R-指定とDJ松永 KEN THE 390を語る

R-指定とDJ松永 KEN THE 390を語る Creepy Nutsのオールナイトニッポン0

R-指定さんとDJ松永さんが2021年2月2日放送のニッポン放送『Creepy Nutsのオールナイトニッポン0』の中でラッパー、KEN THE 390さんについて話していました。

(DJ松永)じゃあ、お知らせに行っていいですか? 再来週ですね。2月16日はスペシャルウイークでございます。この番組にゲストがいらっしゃいます。KEN THE 390! イエーッ!

(R-指定)イエーッ!(拍手)。

(DJ松永)ラッパーの大先輩、KEN THE 390さんがいらっしゃいます。Rさん、ご紹介を。

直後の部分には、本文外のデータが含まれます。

use std::path::Path;

use anyhow::Context;
use chrono::{DateTime, Utc};
use serde::Serialize;
use tracing::info;

use crate::llm::media::{extension_for_mime, GeneratedImage, ImageFile};
use crate::presets::types::ExportSettings;
use crate::studio::settings::ChosenSettings;

#[derive(Debug, Clone, Copy, PartialEq, Eq, Serialize)]
#[serde(rename_all = "lowercase")]
pub enum HistoryKind {
    /// Edits of an uploaded product image.
    Studio,
    /// Pure text-to-image results.
    Generation,
}

impl HistoryKind {
    pub fn parse(value: &str) -> Option<HistoryKind> {
        match value.trim().to_lowercase().as_str() {
            "studio" => Some(HistoryKind::Studio),
            "generation" | "generate" => Some(HistoryKind::Generation),
            _ => None,
        }
    }
}

#[derive(Debug, Clone, PartialEq, Serialize)]
#[serde(rename_all = "camelCase")]
pub struct HistoryItem {
    pub id: String,
    pub generated: Vec<GeneratedImage>,
    pub source: Option<ImageFile>,
    pub reference_image: Option<ImageFile>,
    pub prompt: String,
    #[serde(skip_serializing_if = "Option::is_none")]
    pub negative_prompt: Option<String>,
    #[serde(skip_serializing_if = "Option::is_none")]
    pub chosen_settings: Option<ChosenSettings>,
    #[serde(skip_serializing_if = "Option::is_none")]
    pub export_settings: Option<ExportSettings>,
}

impl HistoryItem {
    /// The presence of a source image is the only discriminator.
    pub fn kind(&self) -> HistoryKind {
        if self.source.is_some() {
            HistoryKind::Studio
        } else {
            HistoryKind::Generation
        }
    }
}

pub fn history_id(now: DateTime<Utc>) -> String {
    now.format("%Y-%m-%dT%H:%M:%S%.3fZ").to_string()
}

/// In-memory history, newest first.
#[derive(Debug, Clone, Default)]
pub struct History {
    items: Vec<HistoryItem>,
}

#[derive(Debug, Serialize)]
#[serde(rename_all = "camelCase")]
struct ExportedItem<'a> {
    id: &'a str,
    kind: HistoryKind,
    prompt: &'a str,
    #[serde(skip_serializing_if = "Option::is_none")]
    negative_prompt: Option<&'a str>,
    #[serde(skip_serializing_if = "Option::is_none")]
    chosen_settings: Option<&'a ChosenSettings>,
    #[serde(skip_serializing_if = "Option::is_none")]
    export_settings: Option<&'a ExportSettings>,
    images: Vec<String>,
    #[serde(skip_serializing_if = "Option::is_none")]
    source: Option<String>,
}

pub(crate) fn file_stem(id: &str) -> String {
    id.chars()
        .map(|c| if c.is_ascii_alphanumeric() || c == '-' { c } else { '_' })
        .collect()
}

impl History {
    pub fn append(&mut self, item: HistoryItem) {
        self.items.insert(0, item);
    }

    /// Drops every item of `kind` and returns how many were removed.
    pub fn clear(&mut self, kind: HistoryKind) -> usize {
        let before = self.items.len();
        self.items.retain(|item| item.kind() != kind);
        before - self.items.len()
    }

    pub fn items(&self) -> &[HistoryItem] {
        &self.items
    }

    pub fn get(&self, index: usize) -> Option<&HistoryItem> {
        self.items.get(index)
    }

    pub fn len(&self) -> usize {
        self.items.len()
    }

    pub fn is_empty(&self) -> bool {
        self.items.is_empty()
    }

    /// Writes `path` as a JSON index of the history and every image next to it.
    pub async fn export(&self, path: &Path) -> anyhow::Result<usize> {
        let dir = path
            .parent()
            .filter(|parent| !parent.as_os_str().is_empty())
            .unwrap_or_else(|| Path::new("."));
        tokio::fs::create_dir_all(dir)
            .await
            .with_context(|| format!("creating {}", dir.display()))?;

        let mut exported = Vec::with_capacity(self.items.len());
        for item in &self.items {
            let stem = file_stem(&item.id);
            let mut images = Vec::with_capacity(item.generated.len());
            for (index, image) in item.generated.iter().enumerate() {
                let name = format!("{stem}-{}.{}", index + 1, image.extension());
                tokio::fs::write(dir.join(&name), &image.bytes)
                    .await
                    .with_context(|| format!("writing {name}"))?;
                images.push(name);
            }
            let source = match &item.source {
                Some(source) => {
                    let name = format!("{stem}-source.{}", extension_for_mime(&source.mime_type));
                    tokio::fs::write(dir.join(&name), &source.bytes)
                        .await
                        .with_context(|| format!("writing {name}"))?;
                    Some(name)
                }
                None => None,
            };
            exported.push(ExportedItem {
                id: &item.id,
                kind: item.kind(),
                prompt: &item.prompt,
                negative_prompt: item.negative_prompt.as_deref(),
                chosen_settings: item.chosen_settings.as_ref(),
                export_settings: item.export_settings.as_ref(),
                images,
                source,
            });
        }

        let json = serde_json::to_vec_pretty(&exported)?;
        tokio::fs::write(path, json)
            .await
            .with_context(|| format!("writing {}", path.display()))?;
        info!("Exported {} history items to {}", exported.len(), path.display());
        Ok(exported.len())
    }
}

(R-指定)KENさん、日本語ラップの中でも皆さん、知ってると思うんですけど。『フリースタイルダンジョン』の審査員とかでも有名ですよね。東京のラッパーで、俺らよりもだいぶ世代は上で。言うたらサイプレス上野さんとかの世代というか。80年代生まれの世代。般若たちの世代のちょっと下ぐらいなんですよね。で、基本的にラッパーってほぼいかつい人たちが全盛やった時に全然普通の爽やかな青年の格好でMCバトルとかに出てたんですよ。

(DJ松永)2000年代前半とかだよね。

(R-指定)2005年とかかな? それぐらいの時にMCバトルとかにずっと出てて。で、バンバンそういう猛者たちを普通のキャップをかぶった爽やかなイケメンの青年バタバタなぎ倒していた。それが何を隠そう、KEN THE 390さんで。その青年たちのまわり、どっちかっていうとストリート系というよりかは、ホンマにラップ好きな人たちっていうのが集まって、Da.Me.Recordsっていうレーベルを結成したり。そこからTARO SOULさんとTARO SOUL & KEN THE 390で曲を出したりとかして。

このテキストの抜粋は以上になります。